TASK STATEMENT
Take each line from the material below that includes the string "MapAccess" and copy it.

GIVEN RECORDS
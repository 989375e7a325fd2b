use in_orbit::api::HttpGoalsApi;
use in_orbit::{router, AppState, Config};
use std::{net::SocketAddr, sync::Arc};
use tracing::{error, info};
use tracing_subscriber::{fmt, EnvFilter};

#[tokio::main]
async fn main() -> Result<(), Box<dyn std::error::Error>> {
    fmt()
        .with_env_filter(EnvFilter::from_default_env().add_directive("info".parse()?))
        .init();

    let config = Config::from_env();
    let api = HttpGoalsApi::new(&config.api_base_url, config.api_timeout)?;
    let state = AppState::new(Arc::new(api), &config);
    let app = router(state);

    let addr = SocketAddr::from(([0, 0, 0, 0], config.port));
    info!(
        goals_api = %config.api_base_url,
        locale = ?config.locale,
        "listening on http://{addr}"
    );
    let listener = tokio::net::TcpListener::bind(addr).await?;
    axum::serve(listener, app)
        .with_graceful_shutdown(shutdown_signal())
        .await?;

    Ok(())
}

async fn shutdown_signal() {
    if let Err(err) = tokio::signal::ctrl_c().await {
        error!("failed to listen for shutdown signal: {err}");
        std::future::pending::<()>().await;
    }
    info!("shutting down");
}
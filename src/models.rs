use chrono::{DateTime, Utc};
use serde::de::{MapAccess, Visitor};
use serde::ser::SerializeMap;
use serde::{Deserialize, Deserializer, Serialize, Serializer};
use std::fmt;

#[derive(Debug, Clone, PartialEq, Eq, Serialize, Deserialize)]
#[serde(rename_all = "camelCase")]
pub struct CompletionRecord {
    pub id: String,
    pub title: String,
    pub completed_at: DateTime<Utc>,
}

/// Completions keyed by ISO date, in the order the goals API sent them.
#[derive(Debug, Clone, Default, PartialEq, Eq)]
pub struct GoalsPerDay(pub Vec<(String, Vec<CompletionRecord>)>);

impl GoalsPerDay {
    pub fn is_empty(&self) -> bool {
        self.0.is_empty()
    }

    pub fn iter(&self) -> impl Iterator<Item = &(String, Vec<CompletionRecord>)> {
        self.0.iter()
    }
}

impl<'de> Deserialize<'de> for GoalsPerDay {
    fn deserialize<D>(deserializer: D) -> Result<Self, D::Error>
    where
        D: Deserializer<'de>,
    {
        struct OrderedDays;

        impl<'de> Visitor<'de> for OrderedDays {
            type Value = GoalsPerDay;

            fn expecting(&self, f: &mut fmt::Formatter) -> fmt::Result {
                f.write_str("a map of date to completion list")
            }

            fn visit_map<A>(self, mut access: A) -> Result<Self::Value, A::Error>
            where
                A: MapAccess<'de>,
            {
                let mut days = Vec::with_capacity(access.size_hint().unwrap_or(7));
                while let Some((date, records)) = access.next_entry()? {
                    days.push((date, records));
                }
                Ok(GoalsPerDay(days))
            }
        }

        deserializer.deserialize_map(OrderedDays)
    }
}

impl Serialize for GoalsPerDay {
    fn serialize<S>(&self, serializer: S) -> Result<S::Ok, S::Error>
    where
        S: Serializer,
    {
        let mut map = serializer.serialize_map(Some(self.0.len()))?;
        for (date, records) in &self.0 {
            map.serialize_entry(date, records)?;
        }
        map.end()
    }
}

#[derive(Debug, Clone, Default, PartialEq, Eq, Serialize, Deserialize)]
#[serde(rename_all = "camelCase")]
pub struct SummaryAggregate {
    pub completed: u64,
    #[serde(alias = "total")]
    pub total_goals: u64,
    #[serde(default)]
    pub goals_per_day: Option<GoalsPerDay>,
}

/// `GET /summary` answers either with the aggregate itself or wrapped in `summary`.
#[derive(Debug, Deserialize)]
#[serde(untagged)]
pub enum SummaryEnvelope {
    Wrapped { summary: SummaryAggregate },
    Bare(SummaryAggregate),
}

impl SummaryEnvelope {
    pub fn into_inner(self) -> SummaryAggregate {
        match self {
            Self::Wrapped { summary } => summary,
            Self::Bare(summary) => summary,
        }
    }
}

#[derive(Debug, Clone, PartialEq, Eq, Serialize, Deserialize)]
#[serde(rename_all = "camelCase")]
pub struct PendingGoal {
    pub id: String,
    pub title: String,
    pub desired_weekly_frequency: u32,
    #[serde(default)]
    pub completion_count: u32,
}

impl PendingGoal {
    pub fn is_done_for_week(&self) -> bool {
        self.completion_count >= self.desired_weekly_frequency
    }
}

#[derive(Debug, Deserialize)]
#[serde(untagged)]
pub enum PendingGoalsEnvelope {
    #[serde(rename_all = "camelCase")]
    Wrapped { pending_goals: Vec<PendingGoal> },
    Bare(Vec<PendingGoal>),
}

impl PendingGoalsEnvelope {
    pub fn into_inner(self) -> Vec<PendingGoal> {
        match self {
            Self::Wrapped { pending_goals } => pending_goals,
            Self::Bare(goals) => goals,
        }
    }
}

/// Body of the completion endpoints, both upstream and on our own JSON/form routes.
#[derive(Debug, Clone, Serialize, Deserialize)]
#[serde(rename_all = "camelCase")]
pub struct GoalIdRequest {
    pub goal_id: String,
}

#[derive(Debug, Clone, Serialize, Deserialize)]
#[serde(rename_all = "camelCase")]
pub struct CreateGoalRequest {
    pub title: String,
    pub desired_weekly_frequency: u32,
}
use crate::api::GoalsApi;
use crate::config::Config;
use crate::locale::AppLocale;
use crate::query::QueryClient;
use crate::summary::DayOrder;
use std::{sync::Arc, time::Duration};

#[derive(Clone)]
pub struct AppState {
    pub api: Arc<dyn GoalsApi>,
    pub queries: Arc<QueryClient>,
    pub locale: AppLocale,
    pub day_order: DayOrder,
    pub render_timeout: Duration,
}

impl AppState {
    pub fn new(api: Arc<dyn GoalsApi>, config: &Config) -> Self {
        Self {
            api,
            queries: Arc::new(QueryClient::new(config.stale_time)),
            locale: config.locale,
            day_order: config.day_order,
            render_timeout: config.render_timeout,
        }
    }
}
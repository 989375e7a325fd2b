use crate::locale::AppLocale;
use crate::models::{CompletionRecord, SummaryAggregate};
use chrono::{DateTime, Datelike, Duration, Local, NaiveDate, NaiveTime, TimeZone, Utc};
use serde::Serialize;
use std::fmt::Display;
use tracing::warn;

/// Order in which day groups are rendered.
#[derive(Debug, Clone, Copy, PartialEq, Eq, Default)]
pub enum DayOrder {
    /// Whatever order the goals API returned.
    #[default]
    Provider,
    Chronological,
}

impl DayOrder {
    pub fn parse(value: &str) -> Option<Self> {
        match value.trim().to_ascii_lowercase().as_str() {
            "provider" => Some(Self::Provider),
            "chronological" => Some(Self::Chronological),
            _ => None,
        }
    }
}

#[derive(Debug, Clone, Serialize)]
#[serde(rename_all = "camelCase")]
pub struct CompletionEntry {
    pub id: String,
    pub title: String,
    pub completed_at: DateTime<Utc>,
    pub time_label: String,
}

#[derive(Debug, Clone, Serialize)]
#[serde(rename_all = "camelCase")]
pub struct DayGroup {
    pub date: String,
    pub weekday: String,
    pub day_label: String,
    pub entries: Vec<CompletionEntry>,
}

#[derive(Debug, Clone, Serialize)]
#[serde(rename_all = "camelCase")]
pub struct SummaryView {
    pub week_start: NaiveDate,
    pub week_end: NaiveDate,
    pub week_label: String,
    pub completed: u64,
    pub total_goals: u64,
    pub completed_percentage: u64,
    pub days: Vec<DayGroup>,
}

impl SummaryView {
    pub fn has_completions(&self) -> bool {
        !self.days.is_empty()
    }
}

#[derive(Debug, Clone)]
pub enum SummaryState {
    /// Nothing loaded yet; renders as empty output.
    Loading,
    Ready(SummaryView),
    Failed(String),
}

/// `round(completed / total * 100)`, or 0 when there are no goals.
pub fn completed_percentage(completed: u64, total_goals: u64) -> u64 {
    if total_goals == 0 {
        return 0;
    }
    (completed as f64 / total_goals as f64 * 100.0).round() as u64
}

pub fn build_view(summary: &SummaryAggregate, locale: AppLocale, order: DayOrder) -> SummaryView {
    build_view_at(Local::now().date_naive(), &Local, summary, locale, order)
}

pub fn build_view_at<Tz>(
    today: NaiveDate,
    tz: &Tz,
    summary: &SummaryAggregate,
    locale: AppLocale,
    order: DayOrder,
) -> SummaryView
where
    Tz: TimeZone,
    Tz::Offset: Display,
{
    let (week_start, week_end) = week_bounds(today, locale);
    let week_label = format!(
        "{} {} {}",
        format_date(week_start, locale.range_format(), locale),
        locale.labels().range_joiner,
        format_date(week_end, locale.range_format(), locale),
    );

    let mut days: Vec<DayGroup> = summary
        .goals_per_day
        .iter()
        .flat_map(|days| days.iter())
        .map(|(date, records)| day_group(date, records, tz, locale))
        .collect();

    if order == DayOrder::Chronological {
        days.sort_by(|a, b| a.date.cmp(&b.date));
    }

    SummaryView {
        week_start,
        week_end,
        week_label,
        completed: summary.completed,
        total_goals: summary.total_goals,
        completed_percentage: completed_percentage(summary.completed, summary.total_goals),
        days,
    }
}

fn day_group<Tz>(date: &str, records: &[CompletionRecord], tz: &Tz, locale: AppLocale) -> DayGroup
where
    Tz: TimeZone,
    Tz::Offset: Display,
{
    let (weekday, day_label) = match parse_day_key(date) {
        Some(day) => (
            format_date(day, locale.weekday_format(), locale),
            format_date(day, locale.day_month_format(), locale),
        ),
        None => {
            warn!(date, "unrecognized day key in summary");
            (String::new(), String::new())
        }
    };

    let entries = records
        .iter()
        .map(|record| CompletionEntry {
            id: record.id.clone(),
            title: record.title.clone(),
            completed_at: record.completed_at,
            time_label: format_time(record.completed_at, tz, locale),
        })
        .collect();

    DayGroup {
        date: date.to_string(),
        weekday,
        day_label,
        entries,
    }
}

fn parse_day_key(key: &str) -> Option<NaiveDate> {
    NaiveDate::parse_from_str(key, "%Y-%m-%d")
        .ok()
        .or_else(|| DateTime::parse_from_rfc3339(key).ok().map(|at| at.date_naive()))
}

pub fn week_bounds(today: NaiveDate, locale: AppLocale) -> (NaiveDate, NaiveDate) {
    let offset = (7 + today.weekday().num_days_from_monday()
        - locale.week_start().num_days_from_monday())
        % 7;
    let start = today - Duration::days(i64::from(offset));
    (start, start + Duration::days(6))
}

fn format_date(date: NaiveDate, fmt: &str, locale: AppLocale) -> String {
    date.and_time(NaiveTime::MIN)
        .and_utc()
        .format_localized(fmt, locale.chrono())
        .to_string()
}

fn format_time<Tz>(at: DateTime<Utc>, tz: &Tz, locale: AppLocale) -> String
where
    Tz: TimeZone,
    Tz::Offset: Display,
{
    at.with_timezone(tz)
        .format_localized(locale.time_format(), locale.chrono())
        .to_string()
}
use crate::handlers;
use crate::state::AppState;
use axum::{
    routing::{get, post},
    Router,
};

pub fn router(state: AppState) -> Router {
    Router::new()
        .route("/", get(handlers::index))
        .route("/completions", post(handlers::create_completion_form))
        .route("/completions/remove", post(handlers::remove_completion_form))
        .route("/goals", post(handlers::create_goal_form))
        .route("/api/summary", get(handlers::get_summary))
        .route("/api/pending-goals", get(handlers::get_pending_goals))
        .route(
            "/api/completions",
            post(handlers::create_completion).delete(handlers::remove_completion),
        )
        .route("/api/goals", post(handlers::create_goal))
        .with_state(state)
}
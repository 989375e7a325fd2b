use crate::api::ApiError;
use axum::http::StatusCode;

#[derive(Debug)]
pub struct AppError {
    pub status: StatusCode,
    pub message: String,
}

impl AppError {
    pub fn bad_request(message: impl Into<String>) -> Self {
        Self {
            status: StatusCode::BAD_REQUEST,
            message: message.into(),
        }
    }

    pub fn unavailable(message: impl Into<String>) -> Self {
        Self {
            status: StatusCode::SERVICE_UNAVAILABLE,
            message: message.into(),
        }
    }

    pub fn upstream(message: impl Into<String>) -> Self {
        Self {
            status: StatusCode::BAD_GATEWAY,
            message: message.into(),
        }
    }
}

impl From<ApiError> for AppError {
    fn from(err: ApiError) -> Self {
        Self::upstream(err.to_string())
    }
}

impl axum::response::IntoResponse for AppError {
    fn into_response(self) -> axum::response::Response {
        (self.status, self.message).into_response()
    }
}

PROBLEM SOLUTION
use serde::de::{MapAccess, Visitor};
                A: MapAccess<'de>,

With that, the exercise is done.